_Task details_
From the entries that follow, copy each line in which "else" appears.

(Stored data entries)
▽

// Dotlanth
// Copyright (C) 2025 Synerthink

// This program is free software: you can redistribute it and/or modify
// it under the terms of the GNU Affero General Public License as published by
// the Free Software Foundation, either version 3 of the License, or
// (at your option) any later version.

// This program is distributed in the hope that it will be useful,
// but WITHOUT ANY WARRANTY; without even the implied warranty of
// MERCHANTABILITY or FITNESS FOR A PARTICULAR PURPOSE.  See the
// GNU Affero General Public License for more details.

// You should have received a copy of the GNU Affero General Public License
// along with this program.  If not, see <http://www.gnu.org/licenses/>.

use super::{DifferenceRule, RuleContext, TypeScope};
use crate::diff::{DifferenceType, Differences};
use crate::mapping::Pair;
use crate::symbols::{TypeKind, TypeSymbol};
use std::collections::HashSet;

/// The contract's visible base chain must survive, in order, inside the
/// implementation's chain; its visible interfaces must all still be implemented.
pub struct CannotRemoveBaseTypeOrInterface;

impl CannotRemoveBaseTypeOrInterface {
    /// First contract base that breaks the ordered-subsequence relation
    pub fn first_missing_base<'s>(left_chain: &'s [String], right_chain: &[String]) -> Option<&'s String> {
        let mut remaining = right_chain.iter();
        left_chain.iter().find(|base| !remaining.any(|candidate| candidate == *base))
    }

    fn diff_base_chain(&self, ctx: &RuleContext<'_>, left: &TypeSymbol, right: &TypeSymbol, out: &mut Differences) -> bool {
        let left_chain: Vec<String> = ctx
            .left_types
            .base_chain(left)
            .into_iter()
            .filter(|name| ctx.left_types.is_visible_outside_assembly(name))
            .map(|name| ctx.comparer.type_reference_key(&name))
            .collect();
        let right_chain: Vec<String> = ctx.right_types.base_chain(right).iter().map(|name| ctx.comparer.type_reference_key(name)).collect();
        let Some(missing) = Self::first_missing_base(&left_chain, &right_chain) else {
            return false;
        };
        out.add_incompatible(
            self.id(),
            format!(
                "Type '{}' does not inherit from base type '{}' in the {} but it does in the {}.",
                left.full_name(),
                missing,
                ctx.implementation,
                ctx.contract
            ),
        );
        true
    }

    fn diff_interfaces(&self, ctx: &RuleContext<'_>, left: &TypeSymbol, right: &TypeSymbol, out: &mut Differences) -> bool {
        let implemented: HashSet<String> = right.interfaces.iter().map(|name| ctx.comparer.type_reference_key(name)).collect();
        let mut changed = false;
        for interface in &left.interfaces {
            if !ctx.left_types.is_visible_outside_assembly(interface) {
                continue;
            }
            if implemented.contains(&ctx.comparer.type_reference_key(interface)) {
                continue;
            }
            out.add_incompatible(
                self.id(),
                format!(
                    "Type '{}' does not implement interface '{}' in the {} but it does in the {}.",
                    left.full_name(),
                    interface,
                    ctx.implementation,
                    ctx.contract
                ),
            );
            changed = true;
        }
        changed
    }
}

impl DifferenceRule for CannotRemoveBaseTypeOrInterface {
    fn id(&self) -> &'static str {
        "CannotRemoveBaseTypeOrInterface"
    }

    fn diff_type(&self, ctx: &RuleContext<'_>, _scope: TypeScope<'_>, types: Pair<&TypeSymbol>, out: &mut Differences) -> DifferenceType {
        let Some((left, right)) = types.both() else {
            return DifferenceType::Unknown;
        };
        // a kind change is its own difference
        if left.kind != right.kind {
            return DifferenceType::Unknown;
        }
        let mut changed = false;
        if left.kind == TypeKind::Class {
            changed |= self.diff_base_chain(ctx, left, right, out);
        }
        changed |= self.diff_interfaces(ctx, left, right, out);
        if changed { DifferenceType::Changed } else { DifferenceType::Unknown }
    }
}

△

_Written answer_
        let Some(missing) = Self::first_missing_base(&left_chain, &right_chain) else {
        let Some((left, right)) = types.both() else {
        if changed { DifferenceType::Changed } else { DifferenceType::Unknown }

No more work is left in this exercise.